Stored data entries
::::::::::
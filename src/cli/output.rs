//! Output formatting for CLI commands.

use std::collections::BTreeMap;

use serde::{Deserialize, Serialize};

use crate::cli::args::{EntitySynonymsArgs, OutputFormat};
use crate::entity::Entity;
use crate::error::Result;

/// Result structure for training.
#[derive(Debug, Serialize, Deserialize)]
pub struct TrainResult {
    pub model_dir: String,
    pub training_examples: usize,
    pub synonyms_learned: usize,
    pub entity_synonyms: Option<String>,
    pub duration_ms: u64,
}

/// Result structure for processing entities.
#[derive(Debug, Serialize, Deserialize)]
pub struct ProcessResults {
    pub entities: Vec<Entity>,
    pub replaced: usize,
}

/// Synonyms stored in a model.
#[derive(Debug, Serialize, Deserialize)]
pub struct ModelSynonyms {
    pub model_dir: String,
    pub trained_at: Option<String>,
    pub synonyms: BTreeMap<String, String>,
}

/// Output a result in the specified format.
pub fn output_result<T: Serialize>(
    message: &str,
    result: &T,
    args: &EntitySynonymsArgs,
) -> Result<()> {
    match args.output_format {
        OutputFormat::Human => output_human(message, result, args),
        OutputFormat::Json => output_json(result, args),
    }
}

/// Output in human-readable format.
fn output_human<T: Serialize>(message: &str, result: &T, args: &EntitySynonymsArgs) -> Result<()> {
    if args.verbosity() > 0 {
        println!("{message}");
        println!();
    }

    let value = serde_json::to_value(result)?;

    match value.get("entities").and_then(|e| e.as_array()) {
        Some(entities) => output_entities_human(entities),
        None => output_generic_human(&value),
    }
    Ok(())
}

/// Output processed entities, one per line.
fn output_entities_human(entities: &[serde_json::Value]) {
    for entity in entities {
        let value = entity.get("value").map_or_else(|| "null".to_string(), format_value);
        match entity.get("entity").and_then(|label| label.as_str()) {
            Some(label) => println!("{label}: {value}"),
            None => println!("{value}"),
        }
    }
}

/// Output generic data in human format.
fn output_generic_human(value: &serde_json::Value) {
    match value {
        serde_json::Value::Object(obj) => {
            for (key, val) in obj {
                match val {
                    serde_json::Value::Object(nested) => {
                        println!("{key}:");
                        for (nested_key, nested_val) in nested {
                            let formatted_val = format_value(nested_val);
                            println!("  {nested_key} -> {formatted_val}");
                        }
                    }
                    _ => {
                        let formatted_val = format_value(val);
                        println!("{key}: {formatted_val}");
                    }
                }
            }
        }
        _ => {
            let formatted_value = format_value(value);
            println!("{formatted_value}");
        }
    }
}

/// Output in JSON format.
fn output_json<T: Serialize>(result: &T, args: &EntitySynonymsArgs) -> Result<()> {
    let json = if args.pretty {
        serde_json::to_string_pretty(result)?
    } else {
        serde_json::to_string(result)?
    };

    println!("{json}");
    Ok(())
}

/// Format a JSON value for display.
fn format_value(value: &serde_json::Value) -> String {
    match value {
        serde_json::Value::String(s) => s.clone(),
        serde_json::Value::Number(n) => n.to_string(),
        serde_json::Value::Bool(b) => b.to_string(),
        serde_json::Value::Array(arr) => {
            let formatted_values = arr.iter().map(format_value).collect::<Vec<_>>().join(", ");
            format!("[{formatted_values}]")
        }
        serde_json::Value::Object(_) => value.to_string(),
        serde_json::Value::Null => "null".to_string(),
    }
}
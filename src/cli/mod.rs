//! Command Line Interface for entity-synonyms.

pub mod args;
pub mod commands;
pub mod output;

// Re-export commonly used types
pub use args::*;
pub use commands::*;
pub use output::*;
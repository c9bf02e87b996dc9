//! # entity-synonyms
//!
//! Normalizes extracted entity values to canonical forms using a synonym
//! table learned from training data, so that "NYC" and "New York City"
//! both come out as "new york".
//!
//! ## Features
//!
//! - Learns from explicit synonym lists and annotated training examples
//! - Case-insensitive lookup
//! - JSON persistence inside a model directory
//! - Command line tool for training and applying models

pub mod cli;
pub mod component;
pub mod entity;
pub mod error;
pub mod model;
pub mod synonym;
pub mod training_data;

pub mod prelude {
    pub use crate::component::{Component, PersistMetadata, ProcessOutput};
    pub use crate::entity::{Entity, EntityValue};
    pub use crate::error::{Result, SynonymError};
    pub use crate::synonym::{EntitySynonymMapper, SynonymTable};
    pub use crate::training_data::{Message, TrainingData};
}

// Version information
pub const VERSION: &str = env!("CARGO_PKG_VERSION");
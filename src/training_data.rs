//! Training data consumed by pipeline components.
//!
//! Training files use the common NLU-data JSON layout:
//!
//! ```json
//! {
//!   "nlu_data": {
//!     "common_examples": [
//!       {
//!         "text": "I live in NYC",
//!         "intent": "inform",
//!         "entities": [{"start": 10, "end": 13, "value": "New York", "entity": "city"}]
//!       }
//!     ],
//!     "entity_synonyms": [{"value": "New York", "synonyms": ["NYC", "the big apple"]}]
//!   }
//! }
//! ```
//!
//! The legacy top-level key `rasa_nlu_data` is accepted as well.

use std::path::Path;

use serde::{Deserialize, Serialize};

use crate::entity::Entity;
use crate::error::{Result, SynonymError};

/// A single training message with its annotated entities.
#[derive(Debug, Clone, Default, PartialEq, Serialize, Deserialize)]
pub struct Message {
    /// Raw message text.
    pub text: String,

    /// Intent label, if annotated.
    #[serde(default, skip_serializing_if = "Option::is_none")]
    pub intent: Option<String>,

    /// Annotated entity spans.
    #[serde(default)]
    pub entities: Vec<Entity>,
}

impl Message {
    /// Create a message without annotations.
    pub fn new(text: impl Into<String>) -> Self {
        Self {
            text: text.into(),
            ..Default::default()
        }
    }

    /// Attach entity annotations.
    pub fn with_entities(mut self, entities: Vec<Entity>) -> Self {
        self.entities = entities;
        self
    }

    /// Text covered by `entity`, or `None` when the entity has no span.
    ///
    /// Offsets count characters, not bytes. Offsets past the end are clamped
    /// and an inverted span yields an empty string.
    pub fn entity_text(&self, entity: &Entity) -> Option<&str> {
        let (start, end) = entity.span()?;
        Some(char_slice(&self.text, start, end))
    }
}

fn char_slice(text: &str, start: usize, end: usize) -> &str {
    let byte_offset = |chars: usize| {
        text.char_indices()
            .nth(chars)
            .map_or(text.len(), |(offset, _)| offset)
    };
    let begin = byte_offset(start);
    let finish = byte_offset(end).max(begin);
    &text[begin..finish]
}

/// A group of surface forms sharing one canonical value.
#[derive(Debug, Clone, Serialize, Deserialize)]
struct SynonymGroup {
    value: String,
    #[serde(default)]
    synonyms: Vec<String>,
}

#[derive(Debug, Deserialize)]
struct NluFile {
    #[serde(alias = "rasa_nlu_data")]
    nlu_data: NluSections,
}

#[derive(Debug, Default, Deserialize)]
struct NluSections {
    #[serde(default)]
    common_examples: Vec<Message>,
    #[serde(default)]
    entity_synonyms: Vec<SynonymGroup>,
}

/// Training messages plus an explicit synonym table.
///
/// Synonym pairs keep their insertion order so that later pairs
/// deterministically overwrite earlier ones during training.
#[derive(Debug, Clone, Default)]
pub struct TrainingData {
    entity_synonyms: Vec<(String, String)>,
    training_examples: Vec<Message>,
}

impl TrainingData {
    /// Create empty training data.
    pub fn new() -> Self {
        Self::default()
    }

    /// Load training data from a JSON file.
    pub fn load<P: AsRef<Path>>(path: P) -> Result<Self> {
        let path = path.as_ref();
        let content = std::fs::read_to_string(path).map_err(|e| {
            SynonymError::training_data(format!(
                "Failed to read training data file '{}': {}",
                path.display(),
                e
            ))
        })?;

        let data = Self::from_json_str(&content).map_err(|e| {
            SynonymError::training_data(format!(
                "Failed to parse training data from '{}': {}",
                path.display(),
                e
            ))
        })?;

        log::debug!(
            "Loaded {} examples and {} synonym pairs from {}",
            data.training_examples.len(),
            data.entity_synonyms.len(),
            path.display()
        );
        Ok(data)
    }

    /// Parse training data from a JSON string.
    pub fn from_json_str(content: &str) -> Result<Self> {
        let file: NluFile = serde_json::from_str(content)?;

        let mut data = Self::new();
        for group in file.nlu_data.entity_synonyms {
            for synonym in group.synonyms {
                data.add_synonym(synonym, group.value.clone());
            }
        }
        data.training_examples = file.nlu_data.common_examples;
        Ok(data)
    }

    /// Register `surface` as a synonym of `canonical`.
    pub fn add_synonym(&mut self, surface: impl Into<String>, canonical: impl Into<String>) {
        self.entity_synonyms.push((surface.into(), canonical.into()));
    }

    /// Append a training message.
    pub fn add_example(&mut self, message: Message) {
        self.training_examples.push(message);
    }

    /// Explicit synonym pairs in insertion order.
    pub fn entity_synonyms(&self) -> impl Iterator<Item = (&str, &str)> {
        self.entity_synonyms
            .iter()
            .map(|(surface, canonical)| (surface.as_str(), canonical.as_str()))
    }

    /// All training messages.
    pub fn training_examples(&self) -> &[Message] {
        &self.training_examples
    }

    /// Messages carrying at least one entity annotation.
    pub fn entity_examples(&self) -> impl Iterator<Item = &Message> {
        self.training_examples
            .iter()
            .filter(|message| !message.entities.is_empty())
    }

    /// Whether there is nothing to train on.
    pub fn is_empty(&self) -> bool {
        self.entity_synonyms.is_empty() && self.training_examples.is_empty()
    }
}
::::::::::
» Work item: Up to and including the line with "if args.verbosity() >", restate the records above word for word from the very first line.

» Answer to this problem:
filename src/cli/output.rs
//! Output formatting for CLI commands.

use std::collections::BTreeMap;

use serde::{Deserialize, Serialize};

use crate::cli::args::{EntitySynonymsArgs, OutputFormat};
use crate::entity::Entity;
use crate::error::Result;

/// Result structure for training.
#[derive(Debug, Serialize, Deserialize)]
pub struct TrainResult {
    pub model_dir: String,
    pub training_examples: usize,
    pub synonyms_learned: usize,
    pub entity_synonyms: Option<String>,
    pub duration_ms: u64,
}

/// Result structure for processing entities.
#[derive(Debug, Serialize, Deserialize)]
pub struct ProcessResults {
    pub entities: Vec<Entity>,
    pub replaced: usize,
}

/// Synonyms stored in a model.
#[derive(Debug, Serialize, Deserialize)]
pub struct ModelSynonyms {
    pub model_dir: String,
    pub trained_at: Option<String>,
    pub synonyms: BTreeMap<String, String>,
}

/// Output a result in the specified format.
pub fn output_result<T: Serialize>(
    message: &str,
    result: &T,
    args: &EntitySynonymsArgs,
) -> Result<()> {
    match args.output_format {
        OutputFormat::Human => output_human(message, result, args),
        OutputFormat::Json => output_json(result, args),
    }
}

/// Output in human-readable format.
fn output_human<T: Serialize>(message: &str, result: &T, args: &EntitySynonymsArgs) -> Result<()> {
    if args.verbosity() > 0 {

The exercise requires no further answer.